About this exercise
Exactly the lines from the one containing "pub mod witness;" through the end of the listing should be written out, both ends included, and nothing more.

Input data
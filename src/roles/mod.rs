//! Role coordinators
//!
//! One coordinator per protocol role, all sharing the mechanics in `party`:
//! - `getter` - Requests value and accepts witnessed cash
//! - `giver` - Answers requests, commits notes and settles its wallet
//! - `witness` - Validates and moves notes, issues receipts, records mints
//! - `issuer` - Mints new notes through a witness

pub mod getter;
pub mod giver;
pub mod issuer;
pub mod party;
pub mod witness;

pub use getter::GetterCoordinator;
pub use giver::GiverCoordinator;
pub use issuer::IssuerCoordinator;
pub use party::{CoordinatorContext, PartyCoordinator};
pub use witness::WitnessCoordinator;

Answer to the exercise
pub mod witness;

pub use getter::GetterCoordinator;
pub use giver::GiverCoordinator;
pub use issuer::IssuerCoordinator;
pub use party::{CoordinatorContext, PartyCoordinator};
pub use witness::WitnessCoordinator;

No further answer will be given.